Monday, June 28, 2010

Who Dat?

The Senate is having hearings on Elena Kagan for a seat on the Supreme Court. She has been prominent in the news and the topic of discussion on all the talk shows just like the previous nominee Sonia Sotomayor. There was a poll about whether Americans could identify the justices of the Supreme Court. Hardly anyone could. However, more named Clarence Thomas than any other justice. So here is a test. Who are Peter Diamond, Sarah Raskin, and Janet Yellen? They too have been nominated by Obama and will have hearings before the Senate. They are in some ways just as important and maybe more important that Kagan and Sotomayor but hardly a word has been written on their confirmation hearings. No talk show host has been ranting and railing about them. No lobbying group has organized a campaign against them. The senate has not threatened a filibuster. Talk about being under the radar! So who are they? They are nominees to the Federal Reserve's Board of Governors!

Friday, June 18, 2010

So what is that in your glass?

Light beer sales are down. Miller Lite is off 7.5% and Bud Light is off 5.3% this year. I thought beer was recession proof? I know that the American beer consuming public has not suddenly discovered taste. "Light" beer was invented to get college coeds to drink beer. To make it acceptable to college males, Miller ran adds of ex-jocks arguing whether it was "less filling" or whether it "tastes great". If truth be told, it was neither. When I met my beloved Connie fifteen years ago, she said with horror "You don't like wine? You drink beer?" I thought that was the end of a promising relationship. What cultured person didn't like bordeaux or chardonnay and preferred beer? Obvious I had inferior genes. Then she tried porter (I drink mainly porters and stouts and an occasional IPA) and said "That's beer?" Then after her first IPA she was hooked. You know after I first tasted light beer I sent it to the lab for analysis. The report said "Dr Black, We are afraid your horse has diabetes."

Thursday, June 17, 2010

Only one piece of toliet paper please!

After classes ended the campus was overrun with hundreds of young kids - something called Destination Knoxville. I don't know what they were being taught but one day when I went into the student union, there were the kids milling around. Most were dressed in lime green t-shirts while others were in costumes looking like trees, the sun and flowers. One was yelling "I can save the rain forest!" Oh boy - indoctrination. I doubt very seriously if they were given a balanced view of the environment. But of course I doubt if their teachers know anything about science or even the scientific method. As a matter of fact, one of my pet peeves is the existence of colleges of education within the universities. Unless things have changed, traditionally education majors are the poorest academic students at the university by any quantitative measure. Do you realize that after I retire, if I wanted to go to some inner city high school and teach economics, I would be unqualified? That's because I have never had a class in education and have not gotten the proper certification to teach in the public schools.

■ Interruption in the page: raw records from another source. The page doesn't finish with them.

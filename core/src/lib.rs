//! Field types, model schemas and SQL rendering.
//!
//! This crate is the storage-independent heart of ormlet:
//!
//! - [`Field`] / [`FieldType`]: typed column descriptors. Every field
//!   renders its column definition ([`Field::create_sql`]), formats runtime
//!   values as inline SQL literals ([`Field::sql_format`]) and converts them
//!   to and from the storage representation ([`Field::serialize`],
//!   [`Field::deserialize`]).
//! - [`ModelSchema`]: an explicitly registered, ordered set of fields bound
//!   to a table, with DDL generation for the table and its many-to-many join
//!   tables.
//! - [`Record`]: one row of a model, holding typed [`Value`]s.
//! - [`ModelInfo`]: serializable field metadata for HTTP layers.
//!
//! Validation ([`validate_schema`]) catches structural problems such as
//! duplicate fields and invalid identifiers before DDL is generated. Value
//! problems surface as [`FieldError`]s before any SQL is composed.
//!
//! # Example
//!
//! ```
//! use ormlet_core::*;
//!
//! let person = ModelSchema::builder("person")
//!     .field("name", Field::varchar(40))
//!     .field("email", Field::email(200))
//!     .build();
//! assert!(validate_schema(&person).is_empty());
//!
//! let email = person.field("email").unwrap();
//! assert_eq!(email.create_sql().unwrap(), "email VARCHAR(200)");
//! assert_eq!(
//!     email.sql_format(&Value::from("ada@example.com")).unwrap(),
//!     "'ada@example.com'"
//! );
//! assert!(matches!(
//!     email.sql_format(&Value::from("not-an-email")),
//!     Err(FieldError::InvalidEmail { .. })
//! ));
//! ```

mod error;
mod field;
mod metadata;
mod model;
mod record;
mod validate;
mod value;

pub use error::{FieldError, Result};
pub use field::{Field, FieldType};
pub use metadata::{FieldInfo, ModelInfo, RelationInfo, RelationKind};
pub use model::{DEFAULT_PRIMARY_KEY, JoinTable, Model, ModelRef, ModelSchema, ModelSchemaBuilder};
pub use record::Record;
pub use validate::{SchemaError, is_valid_email, is_valid_identifier, validate_schema};
pub use value::{DATE_FORMAT, DATETIME_FORMAT, Value};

My feeling has always been that education should not be an undergraduate major. It should be only for graduate education. If you want to teach math, then you should be a math major as an undergraduate. If you want to teach economics, you should be an economics major. Surely you can't expect someone who could not get a degree in math to teach math to our kids, could you? Now don't get me wrong, for a number of years I have been asked to guest lecture in a doctoral seminar in education. I have always been impressed by the quality of the students. However, I have been just as unimpressed by the quality of the majority of the undergraduate education majors. So for that kid who said that he could save the rain forest? No he can't nor can his teachers. Yet neither have a clue about the environment and the impact of humans on it.

Tuesday, June 15, 2010

Are the left Bosnians?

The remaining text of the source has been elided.